Anyone familiar with Israeli politics knows that the Israeli right’s worst enemy is itself. Small right-of-center factions toppled both Yitzhak Shamir’s Likud-led government in 1992 and Benjamin Netanyahu’s first government in 1999; those decisions led, respectively, to Yitzhak Rabin’s election and the Oslo Accords, and to Ehud Barak’s election and the second intifada.

Moreover, it was rightist voters who ensured Rabin’s victory by wasting thousands of votes on splinter parties that failed to enter the Knesset. Had all those votes gone to the main center-right party, Likud, Shamir would have formed the next government and not Rabin. Yet instead of learning the lesson, rightists continued wasting thousands of votes on unelectable splinter parties in subsequent elections.

So it was encouraging to read the following notice in a local newsletter (Hebrew only) published by the West Bank settlement of Eli: “After much thought, it has been decided by the [Givat Hayovel neighborhood] committee, the town council and rabbis, with backing from senior officials involved in the matter, to register people for Likud. Likud is the ruling party, and that is where we need to have an influence. … Joining Likud is the most effective way of influencing ministers and Knesset members to work with us on both the court case and other matters of importance to the town.”

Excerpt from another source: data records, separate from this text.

// ABOUTME: Tests for validated domain types.
// ABOUTME: Image reference parsing and ID type behavior.

use dockman::types::{ContainerId, ExecId, ImageRef};

mod image_ref_tests {
    use super::*;

    #[test]
    fn parse_simple_name_defaults_tag() {
        let img = ImageRef::parse("ubuntu").unwrap();
        assert_eq!(img.name(), "ubuntu");
        assert_eq!(img.tag(), "latest");
    }

    #[test]
    fn parse_name_with_tag() {
        let img = ImageRef::parse("ubuntu:20.04").unwrap();
        assert_eq!(img.name(), "ubuntu");
        assert_eq!(img.tag(), "20.04");
    }

    #[test]
    fn parse_namespaced_name() {
        let img = ImageRef::parse("library/ubuntu:20.04").unwrap();
        assert_eq!(img.name(), "library/ubuntu");
        assert_eq!(img.tag(), "20.04");
    }

    #[test]
    fn with_tag_joins_parts() {
        let img = ImageRef::with_tag("ubuntu", "20.04").unwrap();
        assert_eq!(img.to_string(), "ubuntu:20.04");
    }

    #[test]
    fn display_always_carries_a_tag() {
        let img = ImageRef::parse("ubuntu").unwrap();
        assert_eq!(img.to_string(), "ubuntu:latest");
    }

    #[test]
    fn parse_empty_returns_error() {
        assert!(ImageRef::parse("").is_err());
        assert!(ImageRef::parse("   ").is_err());
    }

    #[test]
    fn parse_trailing_colon_returns_error() {
        assert!(ImageRef::parse("ubuntu:").is_err());
    }

    #[test]
    fn parse_invalid_chars_returns_error() {
        assert!(ImageRef::parse("bad image").is_err());
        assert!(ImageRef::parse("bad!image").is_err());
    }
}

mod id_tests {
    use super::*;

    #[test]
    fn round_trips_through_display() {
        let id = ContainerId::new("abc123".to_string());
        assert_eq!(id.to_string(), "abc123");
        assert_eq!(id.as_str(), "abc123");
    }

    #[test]
    fn equality_is_by_value() {
        let a = ExecId::new("e1".to_string());
        let b = ExecId::new("e1".to_string());
        assert_eq!(a, b);
    }

    #[test]
    fn deserializes_from_json_string() {
        let id: ContainerId = serde_json::from_str("\"abc123\"").unwrap();
        assert_eq!(id.as_str(), "abc123");
    }
}
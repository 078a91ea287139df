// ABOUTME: Live-updating terminal region for the display loop.
// ABOUTME: Rewrites its previously printed block in place on each render.

use crossterm::cursor::MoveToPreviousLine;
use crossterm::style::Print;
use crossterm::terminal::{Clear, ClearType};
use crossterm::QueueableCommand;
use std::io::{self, Stdout, Write};

/// A block of terminal lines that is redrawn in place.
///
/// Each [`render`](Self::render) replaces whatever the previous render
/// printed, so periodic output updates a fixed region instead of scrolling.
pub struct LiveRegion {
    out: Stdout,
    rendered_lines: u16,
}

impl LiveRegion {
    pub fn new() -> Self {
        Self {
            out: io::stdout(),
            rendered_lines: 0,
        }
    }

    /// Replace the region's content.
    pub fn render(&mut self, content: &str) -> io::Result<()> {
        if self.rendered_lines > 0 {
            self.out.queue(MoveToPreviousLine(self.rendered_lines))?;
            self.out.queue(Clear(ClearType::FromCursorDown))?;
        }

        let mut lines: u16 = 0;
        for line in content.lines() {
            self.out.queue(Print(line))?;
            self.out.queue(Print("\n"))?;
            lines = lines.saturating_add(1);
        }
        self.out.flush()?;

        self.rendered_lines = lines;
        Ok(())
    }

    /// Stop managing the region, leaving the last render on screen.
    pub fn finish(&mut self) {
        self.rendered_lines = 0;
    }
}

impl Default for LiveRegion {
    fn default() -> Self {
        Self::new()
    }
}
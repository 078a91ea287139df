// ABOUTME: Library root for dockman - exposes public types for testing.
// ABOUTME: The main binary is in main.rs.

pub mod daemon;
pub mod error;
pub mod manager;
pub mod output;
pub mod transport;
pub mod types;
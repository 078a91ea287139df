// ABOUTME: HTTP transport trait and hyper-based implementation.
// ABOUTME: Issues GET/POST/DELETE and returns raw status plus body.

use super::error::{BodySnafu, RequestSnafu, SendSnafu, TransportError};
use async_trait::async_trait;
use bytes::Bytes;
use http_body_util::{BodyExt, Full};
use hyper::header::{CONTENT_TYPE, HeaderValue};
use hyper::{Method, Request};
use hyper_util::client::legacy::Client;
use hyper_util::client::legacy::connect::HttpConnector;
use hyper_util::rt::TokioExecutor;
use snafu::ResultExt;

/// A raw daemon response: the status code and the unparsed body.
#[derive(Debug, Clone)]
pub struct HttpResponse {
    pub status: u16,
    pub body: Bytes,
}

impl HttpResponse {
    /// Response body as a lossy UTF-8 string.
    pub fn body_string(&self) -> String {
        String::from_utf8_lossy(&self.body).into_owned()
    }
}

/// Minimal HTTP verbs the daemon client needs.
///
/// A `Some` body on [`HttpTransport::post`] is JSON and carries the
/// `Content-Type: application/json` header.
#[async_trait]
pub trait HttpTransport: Send + Sync {
    async fn get(&self, url: &str) -> Result<HttpResponse, TransportError>;

    async fn post(
        &self,
        url: &str,
        json_body: Option<String>,
    ) -> Result<HttpResponse, TransportError>;

    async fn delete(&self, url: &str) -> Result<HttpResponse, TransportError>;
}

/// Production transport: a pooled hyper HTTP/1 client over TCP.
pub struct HyperTransport {
    client: Client<HttpConnector, Full<Bytes>>,
}

impl HyperTransport {
    pub fn new() -> Self {
        Self {
            client: Client::builder(TokioExecutor::new()).build_http(),
        }
    }

    async fn run_request(
        &self,
        method: Method,
        url: &str,
        json_body: Option<String>,
    ) -> Result<HttpResponse, TransportError> {
        let mut builder = Request::builder().method(method).uri(url);
        if json_body.is_some() {
            builder = builder.header(CONTENT_TYPE, HeaderValue::from_static("application/json"));
        }

        let body = Full::new(json_body.map(Bytes::from).unwrap_or_default());
        let request = builder.body(body).context(RequestSnafu { url })?;

        let response = self
            .client
            .request(request)
            .await
            .context(SendSnafu { url })?;

        let status = response.status().as_u16();
        let body = response
            .into_body()
            .collect()
            .await
            .context(BodySnafu { url })?
            .to_bytes();

        Ok(HttpResponse { status, body })
    }
}

impl Default for HyperTransport {
    fn default() -> Self {
        Self::new()
    }
}

#[async_trait]
impl HttpTransport for HyperTransport {
    async fn get(&self, url: &str) -> Result<HttpResponse, TransportError> {
        self.run_request(Method::GET, url, None).await
    }

    async fn post(
        &self,
        url: &str,
        json_body: Option<String>,
    ) -> Result<HttpResponse, TransportError> {
        self.run_request(Method::POST, url, json_body).await
    }

    async fn delete(&self, url: &str) -> Result<HttpResponse, TransportError> {
        self.run_request(Method::DELETE, url, None).await
    }
}
use anyhow::Result;

use super::preview;
use crate::config::StrataConfig;
use crate::engine::Engine;
use crate::layers::LayerKind;
use crate::recall::RecallRequest;

/// Run one ambient recall and print the bundle, grouped by layer.
pub async fn recall(config: StrataConfig, context: &str, limit: Option<usize>, json: bool) -> Result<()> {
    let engine = Engine::open(config)?;
    let request = RecallRequest {
        context: context.to_string(),
        limit_per_layer: limit,
        layers: None,
    };
    let bundle = engine.recall.recall(&request).await?;

    if json {
        println!("{}", serde_json::to_string_pretty(&bundle)?);
        return Ok(());
    }

    println!(
        "Recall: {} result(s) in {}ms{}",
        bundle.results.len(),
        bundle.health.latency_ms,
        if bundle.health.degraded { " (degraded)" } else { "" }
    );
    match bundle.health.backlog_pending {
        Some(n) => println!("Backlog pending:   {n}"),
        None => println!("Backlog pending:   unknown"),
    }
    println!();

    for kind in LayerKind::ALL {
        let Some(health) = bundle.layers.get(&kind) else {
            continue;
        };
        if health.unavailable {
            println!(
                "[{kind}] unavailable ({})",
                health.error.as_deref().unwrap_or("no response")
            );
            continue;
        }
        println!("[{kind}] {} result(s), {}ms", health.count, health.latency_ms);
        for result in bundle.results_for(kind) {
            println!("  {:.3}  {}", result.score, preview(&result.content));
        }
        println!();
    }

    Ok(())
}
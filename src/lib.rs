//! Layered memory for conversational agents, answered as one ambient recall.
//!
//! Strata keeps four storage tiers behind a single [`layers::Layer`] contract
//! and blends them on every request:
//!
//! | Layer | Holds | Score band |
//! |-------|-------|------------|
//! | **Raw capture** | Every conversation event, append-only | 0.30, stepping down by recency |
//! | **Semantic anchor** | Curated facts, hybrid vector + keyword search | 0.50 – 0.90 |
//! | **Knowledge graph** | Entities and time-stamped relationship edges | 0.10 – 0.95 |
//! | **Crystallization** | Chain-linked rolling summaries | 0.60, stepping down by recency |
//!
//! A recall fans out to every layer under one deadline. A layer that misses the
//! deadline or whose backing store is down is reported `unavailable` in the
//! bundle; the call itself still succeeds with whatever the other layers found.
//!
//! # Architecture
//!
//! - **Storage**: one shared SQLite file (WAL) with FTS5 for keyword search and
//!   [sqlite-vec](https://github.com/asg017/sqlite-vec) for anchor vectors
//! - **Graph**: a direct SQLite backend, or a remote graph service with the
//!   direct backend as fallback
//! - **Ingestion**: raw events are claimed in disjoint batches and turned into
//!   graph entities and edges by a pluggable extractor
//! - **Transport**: HTTP+JSON via axum, plus a CLI
//!
//! # Modules
//!
//! - [`config`]: configuration from TOML files and environment variables
//! - [`db`]: SQLite initialization, schema, migrations, and health checks
//! - [`embedding`]: text-to-vector providers for the anchor layer
//! - [`layers`]: the `Layer` trait and the four storage tiers
//! - [`ingest`]: backlog tracking, extraction, and draining into the graph
//! - [`lock`]: TTL locks shared by every process on the same file
//! - [`recall`]: the ambient recall orchestrator
//! - [`engine`]: wires every component from one config
//! - [`server`]: the HTTP API

pub mod cli;
pub mod config;
pub mod db;
pub mod embedding;
pub mod engine;
pub mod error;
pub mod ingest;
pub mod layers;
pub mod lock;
pub mod recall;
pub mod server;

Granted, Eli is only one settlement, and its decision stems from a very specific problem: the aforementioned court case, in which Peace Now is seeking a court order to raze Givat Hayovel on the grounds that it was built illegally. Eli contends that the neighborhood, built with massive government support, was always slated for legalization and needs only the final government permits — hence its quest for lobbying clout.

Nevertheless, this is a revolution. During Likud’s last membership drive, in 2008, a party activist who canvassed Eli and other settlements using this very same argument told me despairingly that most people didn’t get it. Now it is being promoted by the town’s entire political and religious leadership.